Wednesday, September 12, 2007

AMD Readies the Quad-Core Phenom

AMD's Phenom -- a quad-core desktop chip designed for gamers, content creators, and others running multimedia-intensive applications -- will be highly anticipated by high-end desktop users, said IDC analyst Shane Rau, who said it's too early to comment on how the performance of AMD's Phenom will stack up to Intel's quad-core chips.

While the tech world continues buzzing about Monday's quad-core AMD Opteron processor launch, some are looking forward to the Intel rival's next chip phenomenon -- and it won't be long in coming.
AMD Phenom processors, which will leverage many of the same capabilities of the Opteron's next-generation architecture, should be available for the desktop market by December.

Of course, Intel has been running on the same course with AMD, announcing its Core 2 Extreme quad-core chips in April and getting them out the manufacturing door that same month. Intel is setting out to prove that anything AMD can do in the market for high-end chips, Intel can do better.

AMD Taking Aim

Here are some specs: All AMD Phenom processors will feature resources such as an integrated DDR2 memory controller, HyperTransport technology links, and 128-bit floating point units. These elements are all designed to improve performance.

In AMD's quad-core architecture, cores communicate on the die rather than through a front side bus external to the processor. AMD's Direct Connect Architecture is designed to ensure all four cores have optimum access to the integrated memory controller and integrated HyperTransport links so performance scales well with the number of cores, the company said.

The quad-core design also features a shared L3 cache for quicker data access and Socket AM2 and Socket AM2+ compatibility to enable seamless upgrades.

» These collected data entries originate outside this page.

use argon2::{Argon2, PasswordHash, PasswordHasher, PasswordVerifier};
use argon2::password_hash::{SaltString, rand_core::OsRng};
use chrono::{Duration, Utc};
use cookie::{Cookie, SameSite};
use sha2::{Digest, Sha256};
use sqlx::SqlitePool;
use uuid::Uuid;

use crate::{
    domain::PasswordInput,
    error::{AppError, Result},
};

pub mod csrf;
pub mod password_policy;
pub mod session;
pub mod tokens;

use session::{Session, SessionStore};
pub use csrf::CsrfService;
pub use tokens::{Claims, TokenIssuer, TokenPair, TokenType};

pub const SESSION_COOKIE: &str = "console_session";
pub const LOGIN_CSRF_COOKIE: &str = "login_csrf";

/// Console session handling plus the password primitives shared by the API.
pub struct AuthService {
    session_store: SessionStore,
    session_duration_hours: i64,
    secure_cookies: bool,
}

impl AuthService {
    pub fn new(pool: SqlitePool, session_duration_hours: i64, secure_cookies: bool) -> Self {
        Self {
            session_store: SessionStore::new(pool),
            session_duration_hours,
            secure_cookies,
        }
    }

    pub async fn verify_password(password: &str, hash: &str) -> Result<bool> {
        let parsed_hash = PasswordHash::new(hash)
            .map_err(|e| AppError::Internal(format!("Invalid password hash: {}", e)))?;

        let argon2 = Argon2::default();

        Ok(argon2.verify_password(password.as_bytes(), &parsed_hash).is_ok())
    }

    pub async fn hash_password(password: &str) -> Result<String> {
        let salt = SaltString::generate(&mut OsRng);
        let argon2 = Argon2::default();

        let password_hash = argon2
            .hash_password(password.as_bytes(), &salt)
            .map_err(|e| AppError::Internal(format!("Password hashing failed: {}", e)))?;

        Ok(password_hash.to_string())
    }

    pub async fn create_session(&self, account_id: Uuid) -> Result<(Session, String)> {
        let token = generate_token();
        let expires_at = Utc::now() + Duration::hours(self.session_duration_hours);

        let session = self.session_store
            .create(account_id, &token, expires_at)
            .await?;

        Ok((session, token))
    }

    pub async fn validate_session(&self, token: &str) -> Result<Option<Session>> {
        self.session_store.find_by_token(token).await
    }

    pub async fn invalidate_session(&self, token: &str) -> Result<()> {
        self.session_store.delete_by_token(token).await
    }

    pub async fn cleanup_expired_sessions(&self) -> Result<u64> {
        self.session_store.cleanup_expired().await
    }

    pub fn create_session_cookie(&self, token: &str) -> Cookie<'static> {
        Cookie::build((SESSION_COOKIE, token.to_string()))
            .path("/")
            .same_site(SameSite::Lax)
            .http_only(true)
            .secure(self.secure_cookies)
            .max_age(cookie::time::Duration::hours(self.session_duration_hours))
            .build()
    }

    pub fn create_logout_cookie() -> Cookie<'static> {
        Cookie::build((SESSION_COOKIE, ""))
            .path("/")
            .same_site(SameSite::Lax)
            .http_only(true)
            .max_age(cookie::time::Duration::seconds(0))
            .build()
    }

    /// Pre-session CSRF cookie for the login form. The form echoes the
    /// same value back in a hidden field.
    pub fn create_login_csrf_cookie(&self, token: &str) -> Cookie<'static> {
        Cookie::build((LOGIN_CSRF_COOKIE, token.to_string()))
            .path("/")
            .same_site(SameSite::Strict)
            .http_only(true)
            .secure(self.secure_cookies)
            .max_age(cookie::time::Duration::minutes(30))
            .build()
    }

    pub fn clear_login_csrf_cookie() -> Cookie<'static> {
        Cookie::build((LOGIN_CSRF_COOKIE, ""))
            .path("/")
            .max_age(cookie::time::Duration::seconds(0))
            .build()
    }
}

/// Compares the login form token against its cookie. Both sides are hashed
/// before comparing.
pub fn login_csrf_matches(cookie_token: Option<&str>, submitted: &str) -> bool {
    match cookie_token {
        Some(expected) if !expected.is_empty() && !submitted.is_empty() => {
            hash_token(expected) == hash_token(submitted)
        }
        _ => false,
    }
}

/// Hash to store for a new account. Plain input is always hashed; pre-hashed
/// input must be an argon2 PHC string.
pub async fn password_hash_for(input: &PasswordInput) -> Result<String> {
    match input {
        PasswordInput::Plain(password) => AuthService::hash_password(password).await,
        PasswordInput::Hashed(hash) if is_argon2_hash(hash) => Ok(hash.clone()),
        PasswordInput::Hashed(_) => Err(AppError::Validation(
            "Password hash must be an argon2 PHC string.".to_string(),
        )),
    }
}

pub fn is_argon2_hash(value: &str) -> bool {
    PasswordHash::new(value)
        .map(|hash| hash.algorithm.as_str().starts_with("argon2"))
        .unwrap_or(false)
}

pub(crate) fn generate_token() -> String {
    use rand::RngCore;
    let mut bytes = [0u8; 32];
    rand::thread_rng().fill_bytes(&mut bytes);
    hex::encode(bytes)
}

pub(crate) fn hash_token(token: &str) -> String {
    let mut hasher = Sha256::new();
    hasher.update(token.as_bytes());
    hex::encode(hasher.finalize())
}

#[cfg(test)]
mod tests {
    use super::*;

    #[tokio::test]
    async fn test_plain_password_gets_hashed() {
        let stored = password_hash_for(&PasswordInput::plain("plain-secret")).await.unwrap();
        assert_ne!(stored, "plain-secret");
        assert!(is_argon2_hash(&stored));
        assert!(AuthService::verify_password("plain-secret", &stored).await.unwrap());
    }

    #[tokio::test]
    async fn test_plain_input_that_looks_hashed_is_still_hashed() {
        let typed = AuthService::hash_password("something-else").await.unwrap();
        let stored = password_hash_for(&PasswordInput::Plain(typed.clone())).await.unwrap();
        assert_ne!(stored, typed);
        assert!(AuthService::verify_password(&typed, &stored).await.unwrap());
    }

    #[tokio::test]
    async fn test_prehashed_input_is_kept() {
        let hash = AuthService::hash_password("already-hashed").await.unwrap();
        let stored = password_hash_for(&PasswordInput::Hashed(hash.clone())).await.unwrap();
        assert_eq!(stored, hash);
    }

    #[tokio::test]
    async fn test_prehashed_input_must_be_argon2() {
        let err = password_hash_for(&PasswordInput::Hashed("plain".to_string())).await.unwrap_err();
        assert!(matches!(err, AppError::Validation(_)));
    }

    #[test]
    fn test_foreign_phc_string_is_not_argon2() {
        assert!(!is_argon2_hash("pbkdf2_sha256$260000$salt$hash"));
        assert!(!is_argon2_hash(""));
    }

    #[test]
    fn test_login_csrf_requires_matching_cookie() {
        let token = generate_token();
        assert!(login_csrf_matches(Some(&token), &token));
        assert!(!login_csrf_matches(Some(&token), &generate_token()));
        assert!(!login_csrf_matches(None, &token));
        assert!(!login_csrf_matches(Some(""), ""));
    }

    #[test]
    fn test_token_generation() {
        let token = generate_token();
        assert_eq!(token.len(), 64);
        assert_ne!(token, generate_token());
    }

    #[test]
    fn test_token_hashing() {
        let hash1 = hash_token("test_token");
        let hash2 = hash_token("test_token");
        assert_eq!(hash1, hash2);
        assert_ne!(hash1, "test_token");
    }
}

"AMD's quad-core processor rollout will put more computing horsepower at PC users' fingertips," observed Nathan Brookwood, research fellow at Insight 64. "The AMD Phenom processor's ability to deliver significantly more performance within the same power and thermal envelopes as its dual-core antecedents should make this quad-core processor a fitting follow-on to earlier AMD dual-core processor offerings."

Intel Challenge

Intel is pushing the QX6800 Core 2 Extreme quad-core processor for gamers and others needing advanced multimedia performance. The QX6800 is up to 65 percent faster than Intel's Core 2 Extreme dual-core processor on video encoding, according to the company. This is a key capability as more people are recording and editing high-definition video to capture, preserve, and share memories.

Shane Rau, a chip analyst at IDC, declined to comment on how the two quad-cores compare because performance data has not been widely released for the AMD Phenom. What he did say, though, is that these new quad-core products from AMD and Intel target the top 2 percent of the desktop space. Gamers, digital content creators, and users running high-end apps are the target audience. It's an audience that seems to be ever hungry for more power.

"AMD essentially created this small segment of the market when it launched the Athlon 64 FX. At the time, Intel countered with the Pentium 4 Extreme Edition and has extended the Extreme Edition line through the new processors based on the Core architecture and Core 2 products," Rau said.

"I give AMD credit," he concluded. "The company identified a niche and designed toward it. The Phenom will be highly anticipated by high-end desktop users."